Government researchers have refined their learning curve calculations and quantified how focusing on CAPEX alone can underestimate declines in project costs.
June 7, 2022
It’s not just the price of solar panels that has fallen, but also the price of inverters, racking, components, and labor per installed watt. In fact, the cost to install utility scale solar has fallen by 19%, as the industry scaled from 10 GW to 1 TW globally.
Future costs can be predicted using only hardware and construction prices to estimate projected cost declines, but this data alone is insufficient, as it seems to underestimate learning curves.
Researchers from the Electricity Markets & Policy (EMP) team at the US Department of Energy’s Lawrence Berkeley National Laboratory have released a more refined way to observe – and predict – the price declines associated with learning curves. The key refinement to their learning curve analysis examines a facilities’ broader levelized cost of electricity (LCOE) rather than focusing exclusively on installed costs (CapEx).

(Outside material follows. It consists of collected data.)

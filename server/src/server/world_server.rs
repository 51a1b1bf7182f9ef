use std::{
    collections::{HashMap, HashSet, VecDeque},
    mem,
};

use glam::Vec3;
use log::{info, warn};

use meridian_shared::{BigMap, Tick, Transform, Value};

use crate::{
    error::WorldError,
    events::{EventBus, EventContext, EventPriority, HandlerId, WorldEvents},
    request::{RequestKey, RequestManager, RequestOptions},
    resource::{Resource, ResourceKey, ResourceOp, ResourceState, StartFlags},
    sync::{SyncerChoice, SyncerMap, SyncerState},
    time_manager::TimeManager,
    timer::{TimerKey, TimerSet},
    user::{UserKey, WorldUser},
    world::{DestroyOutcome, Element, ElementKey, ElementKind, ElementTree},
    ServerConfig,
};

fn is_valid_resource_name(name: &str) -> bool {
    !name.is_empty()
        && name
            .chars()
            .all(|c| c.is_ascii_alphanumeric() || c == '_' || c == '-')
}

/// World-side half of the server: the element tree and everything layered
/// over it. The connection-side half in [`super::MainServer`] only knows who
/// is connected.
pub struct WorldServer {
    server_config: ServerConfig,
    // World
    tree: ElementTree,
    attachments: crate::world::AttachmentGraph,
    syncers: SyncerMap,
    bus: EventBus,
    // Users
    users: HashMap<UserKey, WorldUser>,
    // Resources
    resources: BigMap<ResourceKey, Resource>,
    resource_ops: VecDeque<ResourceOp>,
    // Scheduling
    timers: TimerSet,
    requests: RequestManager,
    time_manager: TimeManager,
    // Events
    incoming_events: WorldEvents,
}
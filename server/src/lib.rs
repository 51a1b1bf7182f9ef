//! # Meridian Server
//! A game world server built around a single-rooted element tree: elements
//! can follow each other through attachments, hand their simulation to
//! connected players through syncer assignment, react to named events on a
//! propagating bus, and live under the resources that brought them into the
//! world.

#![deny(
    trivial_casts,
    trivial_numeric_casts,
    unstable_features,
    unused_import_braces
)]

pub mod shared {
    pub use meridian_shared::{
        is_valid_data_key, resolve_attachment, BigMap, BigMapKey, KeyGenerator, Tick, Transform,
        Value, MAX_DATA_KEY_LEN,
    };
}

mod error;
mod events;
mod request;
mod resource;
mod server;
mod sync;
mod time_manager;
mod timer;
mod user;
mod world;

pub use error::WorldError;
pub use events::{
    AttachEvent, ConnectEvent, DespawnElementEvent, DetachEvent, DisconnectEvent, DispatchOutcome,
    ErrorEvent, EventContext, EventPriority, HandlerId, RemoteResponseEvent, ReparentElementEvent,
    ResourceStartEvent, ResourceStopEvent, SpawnElementEvent, SyncerChangeEvent, TickEvent,
    WorldEvent, WorldEvents,
};
pub use request::{RemoteOutcome, RequestKey, RequestOptions};
pub use resource::{AclRequest, Resource, ResourceKey, ResourceState, StartFlags};
pub use server::{Server, ServerConfig};
pub use sync::{SyncerChoice, SyncerState};
pub use timer::TimerKey;
pub use user::{
    MainUser, MainUserMut, MainUserRef, UserKey, UserMut, UserRef, WorldUser, WorldUserMut,
    WorldUserRef,
};
pub use world::{
    Attachment, DestroyOutcome, Element, ElementKey, ElementKind, ElementMut, ElementRef,
    MarkerData, PedData, VehicleData, Visibility,
};
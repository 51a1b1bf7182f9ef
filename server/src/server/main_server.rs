use std::net::SocketAddr;

use log::info;

use meridian_shared::BigMap;

use crate::{MainUser, UserKey};

/// Connection-side half of the server: the registry of who is connected.
/// The world-side half in [`super::WorldServer`] owns everything those users
/// do in the world.
pub struct MainServer {
    users: BigMap<UserKey, MainUser>,
}

impl MainServer {
    pub fn new() -> Self {
        Self {
            users: BigMap::new(),
        }
    }

    pub fn connect_user(&mut self, name: &str, address: SocketAddr) -> UserKey {
        let user_key = self.users.insert(MainUser::new(name, address));
        info!("user {} connected from {}", name, address);
        user_key
    }

    pub fn disconnect_user(&mut self, user_key: &UserKey) -> Option<MainUser> {
        let user = self.users.remove(user_key)?;
        info!("user {} disconnected", user.name());
        Some(user)
    }

    pub fn user_exists(&self, user_key: &UserKey) -> bool {
        self.users.contains_key(user_key)
    }

    pub fn user_name(&self, user_key: &UserKey) -> Option<&str> {
        self.users.get(user_key).map(|user| user.name())
    }

    pub fn user_address(&self, user_key: &UserKey) -> Option<SocketAddr> {
        self.users.get(user_key).map(|user| user.address())
    }

    pub fn set_user_name(&mut self, user_key: &UserKey, name: &str) {
        if let Some(user) = self.users.get_mut(user_key) {
            user.set_name(name);
        }
    }

    pub fn user_keys(&self) -> Vec<UserKey> {
        self.users.keys().collect()
    }

    pub fn users_count(&self) -> usize {
        self.users.len()
    }
}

Looking at the cost of electricity that a plant makes, along with its construction costs, allows other advancements to be taken into account. For instance, if a power plant lasts longer (say for instance with a 50 year solar panel), the same dollar of installation cost will generate more electricity.
The report authors note that researchers have produced versions similar to these LCOE models before. The EMP team says that their product improves on prior versions by integrating capital expenditures (CapEx), operating expenditures (OpEx), facility capacity factor, the weight average cost of capital (WACC), tax benefits, and plant design into their LCOE calculations.
To develop their models, the EMP team collected data on 822 utility-scale (i.e., ground-mounted and >5 MWAC) PV plants totaling 33.7 GWAC. The plants were built between 2007 and 2020, and represent 87% of total US utility-scale PV capacity operating at the end of 2020. The LCOE was determined on an individual plant basis, accounting for installation year, available sunlight, regional labor costs, changes to borrowing costs, and other factors.
While the research paper doesn’t provide a specific value, the image below does show what the researchers believe the solar learning curve would be with CAPEX costs alone (orange line), versus this document’s LCOE based calculation.
By 2050, the two lines are separated by roughly 24%.
Going forward, this data was used to project solar power’s future pricing declines toward the year 2050. In the next few years, solar’s 24% learning curve cost declines versus wind’s 15% implies that solar should soon be cheaper than wind.
Long term projections suggest that the average cost of solar electricity will be 1.4¢/kWh across the United States. The lower bounds of the nationwide cost of electricity sneaks under 1¢/kWh, with the best sites blowing past the penny barrier.